Republican Representative Don Bacon: Both Parties Should View Default on National Debt as ‘Real Threat’

Republican Representative Don Bacon of Nebraska believes Republicans and Democrats should make a serious, concerted effort to meet halfway to address the “real threat” of a national debt default. 

In an interview, Sunday on ABC News’s “This Week,” Bacon said controlling reckless spending is a piece of the Republicans’ mission as they continue the transition into control in the lower chamber. 

“I think it is a real threat that both sides have to take serious,” said Bacon. “So, when President Biden says he’s just going to refuse to negotiate with Republicans on any concessions, I don’t think that’s right either.”

Janet Yellen, Treasury Department Secretary, announced last week that the United States would hit the federal debt limit this week, which requires the department to take “extraordinary measures” to prevent a default on the national debt, which is currently around $31.4 trillion.

Exceptional measures could refer to moving money between accounts to allow the Treasury to pay bills without adding new debt. The actions are temporary and will only last long enough to carry the U.S. through early June. However, the Treasury will only be able to endure a few more months before all measures are exhausted.

According to Bacon, Republicans must remember that with only a four-seat majority in the House and the Democrats’ one-seat majority in the Senate, it isn’t guaranteed they will “get everything we want either.”

“I want our side to negotiate with the Democrats in good faith. But, President Biden has to also negotiate; he can’t say he refuses to negotiate; that’s a non-starter as well,” said Bacon.

Kevin McCarthy, Speaker of the House, said during an interview Sunday with Fox News’s Maria Bartiromo that he believes it is crucial to “look at how we go here” when reviewing discretionary spending and the national debt by Democrats. 
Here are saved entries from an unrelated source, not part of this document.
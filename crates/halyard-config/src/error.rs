//! Errors from loading and resolving configuration.

pub type Result<T> = std::result::Result<T, ConfigError>;

/// Config failure.
#[derive(Debug, thiserror::Error)]
pub enum ConfigError {
    #[error("cannot read {path}: {source}")]
    ReadFile {
        path: String,
        source: std::io::Error,
    },

    #[error("malformed TOML: {0}")]
    Parse(#[from] toml::de::Error),

    #[error("cannot encode config as TOML: {0}")]
    Serialize(#[from] toml::ser::Error),

    /// A `host:port` entry could not be parsed.
    #[error("invalid redis host '{value}': {reason}")]
    InvalidHost { value: String, reason: String },

    /// No hosts were configured for the selected topology.
    #[error("no redis hosts configured for {topology} topology")]
    MissingHosts { topology: String },

    /// Unknown session persistence policy name.
    #[error("invalid session policy '{0}'")]
    UnknownPolicy(String),

    /// A field holds a value outside its accepted range.
    #[error("invalid value for '{field}': {reason}")]
    Invalid { field: String, reason: String },
}
//! Session error types.

use halyard_cache::CacheError;
use halyard_config::ConfigError;

/// Result type alias for session operations.
pub type Result<T> = std::result::Result<T, SessionError>;

/// Errors raised while encoding or decoding session payloads.
#[derive(Debug, thiserror::Error)]
pub enum CodecError {
    /// The envelope or body could not be parsed.
    #[error("corrupt session payload: {0}")]
    CorruptPayload(String),

    /// An attribute names a type with no registered decoder.
    #[error("attribute '{name}' has unregistered type '{type_name}'")]
    UnknownAttributeType { name: String, type_name: String },

    /// An attribute holds a value that would not decode back.
    #[error("attribute '{name}' cannot be encoded: {reason}")]
    Unencodable { name: String, reason: String },

    /// Serializing the session failed.
    #[error("failed to serialize session: {0}")]
    Serialize(#[from] serde_json::Error),
}

/// Errors surfaced by the session manager.
#[derive(Debug, thiserror::Error)]
pub enum SessionError {
    /// The id is claimed but its first save never landed.
    #[error("session '{0}' holds no data")]
    NullSession(String),

    /// No free id was found within the attempt bound.
    #[error("could not claim a session id after {attempts} attempts")]
    ClaimExhausted { attempts: u32 },

    #[error(transparent)]
    Store(#[from] CacheError),

    #[error(transparent)]
    Codec(#[from] CodecError),

    #[error(transparent)]
    Config(#[from] ConfigError),
}
//! Local write-through buffer for degraded operation.
//!
//! [`BufferedStore`] keeps a copy of every write in process memory and
//! serves reads from it first. When the remote store fails, writes are
//! kept locally and a resync is scheduled; the cluster stays usable for
//! as long as requests keep landing on the same node.
//!
//! Two maintenance jobs are triggered lazily from `get`:
//! - resync: rewrites every buffered entry to the remote store once a
//!   remote failure has been seen and the resync interval has passed
//! - expiry: drops entries idle for longer than the TTL plus a grace period
//!
//! Each job runs on its own spawned task and at most one of each kind runs
//! at a time.

use std::collections::{BTreeSet, HashMap};
use std::sync::Arc;
use std::sync::atomic::{AtomicBool, Ordering};
use std::time::Duration;

use async_trait::async_trait;
use halyard_config::LocalCacheSettings;
use parking_lot::{Mutex, RwLock};
use tokio::time::Instant;
use tracing::{debug, trace, warn};

use crate::error::Result;
use crate::store::{CacheStore, Claim, compile_pattern};

/// Extra idle time allowed past the TTL before a local entry is dropped.
pub const EXPIRY_GRACE: Duration = Duration::from_secs(60);

/// Writes of one key per resync while it keeps changing underneath.
const RESYNC_PASSES: usize = 3;

/// Buffer tuning.
#[derive(Debug, Clone, PartialEq, Eq)]
pub struct BufferConfig {
    /// Session TTL; also re-applied remotely on resync.
    pub ttl: Duration,
    /// Added to `ttl` before an idle entry is evicted.
    pub grace: Duration,
    /// Minimum time between resync runs.
    pub resync_interval: Duration,
    /// Minimum time between expiry sweeps.
    pub expiry_interval: Duration,
}

impl BufferConfig {
    pub fn new(ttl: Duration) -> Self {
        Self {
            ttl,
            grace: EXPIRY_GRACE,
            resync_interval: Duration::from_secs(600),
            expiry_interval: Duration::from_secs(3600),
        }
    }

    pub fn from_settings(settings: &LocalCacheSettings, ttl: Duration) -> Self {
        Self::new(ttl)
            .with_resync_interval(settings.resync_job_interval)
            .with_expiry_interval(settings.expiry_job_interval)
    }

    pub fn with_grace(mut self, grace: Duration) -> Self {
        self.grace = grace;
        self
    }

    pub fn with_resync_interval(mut self, interval: Duration) -> Self {
        self.resync_interval = interval;
        self
    }

    pub fn with_expiry_interval(mut self, interval: Duration) -> Self {
        self.expiry_interval = interval;
        self
    }
}

#[derive(Debug, Clone)]
struct LocalEntry {
    value: Vec<u8>,
    last_accessed: Instant,
}

impl LocalEntry {
    fn new(value: Vec<u8>) -> Self {
        Self {
            value,
            last_accessed: Instant::now(),
        }
    }
}

#[derive(Debug, Clone, Copy)]
enum Job {
    Resync,
    Expiry,
}

struct JobClock {
    last_resync: Instant,
    last_expiry: Instant,
    resync_running: bool,
    expiry_running: bool,
}

struct BufferInner {
    remote: Arc<dyn CacheStore>,
    entries: RwLock<HashMap<String, LocalEntry>>,
    needs_resync: AtomicBool,
    clock: Mutex<JobClock>,
    config: BufferConfig,
}

/// Clears the running flag of a job when its task ends.
struct JobGuard {
    inner: Arc<BufferInner>,
    job: Job,
}

impl Drop for JobGuard {
    fn drop(&mut self) {
        let mut clock = self.inner.clock.lock();
        match self.job {
            Job::Resync => clock.resync_running = false,
            Job::Expiry => clock.expiry_running = false,
        }
    }
}

/// [`CacheStore`] decorator buffering writes in process memory.
pub struct BufferedStore {
    inner: Arc<BufferInner>,
}

impl Clone for BufferedStore {
    fn clone(&self) -> Self {
        Self {
            inner: Arc::clone(&self.inner),
        }
    }
}

impl BufferedStore {
    pub fn new(remote: Arc<dyn CacheStore>, config: BufferConfig) -> Self {
        let now = Instant::now();
        let inner = BufferInner {
            remote,
            entries: RwLock::new(HashMap::new()),
            needs_resync: AtomicBool::new(false),
            clock: Mutex::new(JobClock {
                last_resync: now,
                last_expiry: now,
                resync_running: false,
                expiry_running: false,
            }),
            config,
        };
        Self {
            inner: Arc::new(inner),
        }
    }

    pub fn config(&self) -> &BufferConfig {
        &self.inner.config
    }

    /// Number of locally buffered entries.
    pub fn len(&self) -> usize {
        self.inner.entries.read().len()
    }

    pub fn is_empty(&self) -> bool {
        self.inner.entries.read().is_empty()
    }

    /// Whether `key` is buffered locally.
    pub fn contains_local(&self, key: &str) -> bool {
        self.inner.entries.read().contains_key(key)
    }

    /// Whether a remote failure is waiting to be repaired by a resync.
    pub fn needs_resync(&self) -> bool {
        self.inner.needs_resync.load(Ordering::SeqCst)
    }

    /// Rewrite every buffered entry to the remote store now.
    ///
    /// Returns how many entries were written. A remote failure stops the
    /// run and leaves the resync flag raised.
    pub async fn run_resync(&self) -> usize {
        self.inner.resync().await
    }

    /// Drop entries idle for longer than TTL plus grace. Returns how many
    /// were dropped.
    pub fn run_expiry_sweep(&self) -> usize {
        self.inner.sweep_expired()
    }

    fn mark_degraded(&self, operation: &str, key: &str, err: &crate::CacheError) {
        if !self.inner.needs_resync.swap(true, Ordering::SeqCst) {
            warn!(operation, key = %key, error = %err, "Remote cache unavailable, buffering locally");
        } else {
            debug!(operation, key = %key, error = %err, "Remote cache still unavailable");
        }
    }

    fn touch_local(&self, key: &str) -> Option<Vec<u8>> {
        let mut entries = self.inner.entries.write();
        entries.get_mut(key).map(|entry| {
            entry.last_accessed = Instant::now();
            entry.value.clone()
        })
    }

    fn put_local(&self, key: &str, value: &[u8]) {
        self.inner
            .entries
            .write()
            .insert(key.to_string(), LocalEntry::new(value.to_vec()));
    }

    /// Start whichever maintenance jobs are due.
    fn schedule_jobs(&self) {
        let now = Instant::now();
        let mut due = Vec::new();
        {
            let mut clock = self.inner.clock.lock();

            if self.needs_resync()
                && !clock.resync_running
                && now.duration_since(clock.last_resync) >= self.inner.config.resync_interval
            {
                clock.resync_running = true;
                clock.last_resync = now;
                due.push(Job::Resync);
            }

            if !clock.expiry_running
                && now.duration_since(clock.last_expiry) >= self.inner.config.expiry_interval
            {
                clock.expiry_running = true;
                clock.last_expiry = now;
                due.push(Job::Expiry);
            }
        }

        for job in due {
            self.spawn_job(job);
        }
    }

    fn spawn_job(&self, job: Job) {
        let guard = JobGuard {
            inner: Arc::clone(&self.inner),
            job,
        };
        debug!(?job, "Starting local buffer job");
        tokio::spawn(async move {
            match guard.job {
                Job::Resync => {
                    guard.inner.resync().await;
                }
                Job::Expiry => {
                    guard.inner.sweep_expired();
                }
            }
            drop(guard);
        });
    }
}

impl BufferInner {
    async fn resync(&self) -> usize {
        self.needs_resync.store(false, Ordering::SeqCst);

        let keys: Vec<String> = self.entries.read().keys().cloned().collect();
        let ttl = self.config.ttl.as_secs();

        let mut written = 0;
        for key in keys {
            match self.resync_entry(&key, ttl).await {
                Ok(true) => written += 1,
                Ok(false) => {}
                Err(e) => {
                    self.needs_resync.store(true, Ordering::SeqCst);
                    warn!(key = %key, written, error = %e, "Resync to remote cache failed");
                    return written;
                }
            }
        }

        debug!(written, "Resynced local buffer to remote cache");
        written
    }

    fn local_value(&self, key: &str) -> Option<Vec<u8>> {
        self.entries.read().get(key).map(|e| e.value.clone())
    }

    /// Push the current local value of `key` to the remote store.
    ///
    /// A `set` racing with the remote write may land first and be
    /// overwritten by the older value, so the entry is re-read afterwards
    /// and written again if it moved. Returns `false` if the entry was
    /// gone before anything was written.
    async fn resync_entry(&self, key: &str, ttl: u64) -> Result<bool> {
        let Some(mut value) = self.local_value(key) else {
            return Ok(false);
        };

        for _ in 0..RESYNC_PASSES {
            self.remote.set(key, &value).await?;
            self.remote.expire(key, ttl).await?;
            match self.local_value(key) {
                Some(current) if current != value => value = current,
                _ => return Ok(true),
            }
        }

        // Still moving; leave it to the next run.
        debug!(key = %key, "Entry changed during every resync pass");
        self.needs_resync.store(true, Ordering::SeqCst);
        Ok(true)
    }

    fn sweep_expired(&self) -> usize {
        let limit = self.config.ttl + self.config.grace;
        let now = Instant::now();
        let mut entries = self.entries.write();
        let before = entries.len();
        entries.retain(|_, e| now.duration_since(e.last_accessed) <= limit);
        let removed = before - entries.len();
        if removed > 0 {
            debug!(removed, remaining = entries.len(), "Expired idle local entries");
        }
        removed
    }
}

#[async_trait]
impl CacheStore for BufferedStore {
    async fn set(&self, key: &str, value: &[u8]) -> Result<()> {
        self.put_local(key, value);
        if let Err(e) = self.inner.remote.set(key, value).await {
            self.mark_degraded("set", key, &e);
        }
        Ok(())
    }

    async fn set_if_absent(&self, key: &str, value: &[u8]) -> Result<Claim> {
        let claim = match self.inner.remote.set_if_absent(key, value).await {
            Ok(claim) => claim,
            Err(e) => {
                self.mark_degraded("set_if_absent", key, &e);
                Claim::from(!self.contains_local(key))
            }
        };
        if claim.is_created() {
            self.put_local(key, value);
        }
        Ok(claim)
    }

    async fn expire(&self, key: &str, seconds: u64) -> Result<bool> {
        match self.inner.remote.expire(key, seconds).await {
            Ok(applied) => Ok(applied),
            Err(e) => {
                self.mark_degraded("expire", key, &e);
                Ok(false)
            }
        }
    }

    async fn get(&self, key: &str) -> Result<Option<Vec<u8>>> {
        self.schedule_jobs();

        if let Some(value) = self.touch_local(key) {
            trace!(key = %key, "Local buffer hit");
            return Ok(Some(value));
        }

        match self.inner.remote.get(key).await {
            Ok(value) => Ok(value),
            Err(e) => {
                self.mark_degraded("get", key, &e);
                Err(e)
            }
        }
    }

    async fn delete(&self, key: &str) -> Result<u64> {
        let local = self.inner.entries.write().remove(key);
        match self.inner.remote.delete(key).await {
            Ok(count) => Ok(count),
            Err(e) => {
                self.mark_degraded("delete", key, &e);
                Ok(u64::from(local.is_some()))
            }
        }
    }

    async fn exists(&self, key: &str) -> Result<bool> {
        if self.contains_local(key) {
            return Ok(true);
        }
        self.inner.remote.exists(key).await
    }

    async fn keys(&self, pattern: &str) -> Result<BTreeSet<String>> {
        match self.inner.remote.keys(pattern).await {
            Ok(keys) => Ok(keys),
            Err(e) => {
                self.mark_degraded("keys", pattern, &e);
                let pattern = compile_pattern(pattern)?;
                Ok(self
                    .inner
                    .entries
                    .read()
                    .keys()
                    .filter(|k| pattern.matches(k))
                    .cloned()
                    .collect())
            }
        }
    }
}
McCarthy maintains he told the president in the first discussion since he became Speaker that he wants to meet and discuss the priorities and process Republicans have in finding a middle ground and passing the debt limit. 

“Let’s sit down together. Let’s look at the places that we can change our behavior,” said McCarthy of his discussion with the president. “I believe we can sit down with anybody who wants to work together. I believe this president could be that person.”

Treasury Secretary Yellen says the debt limit will be reached Thursday

Treasury Secretary Janet Yellin notified Congress that America would reach its debt limit on Thursday. After that, according to Yellen, the Treasury Department will start “taking certain extraordinary measures to prevent the United States from defaulting on its obligations,” wrote Yellen in a letter to House Speaker McCarthy.

Yellen explained that the Treasury “is not currently able” to estimate how long those emergency actions will be able to pay for government obligations. 

However, “It is unlikely that cash and extraordinary measures will be exhausted before early June,” she added. 

Yellen warned the Speaker it is “critical that Congress act in a timely manner to increase or suspend the debt limit. Failure to meet the government’s obligations would cause irreparable harm to the U.S. economy, the livelihoods of all Americans, and global financial stability.”

“I respectfully urge Congress to act promptly to protect the full faith and credit of the United States,” she continued.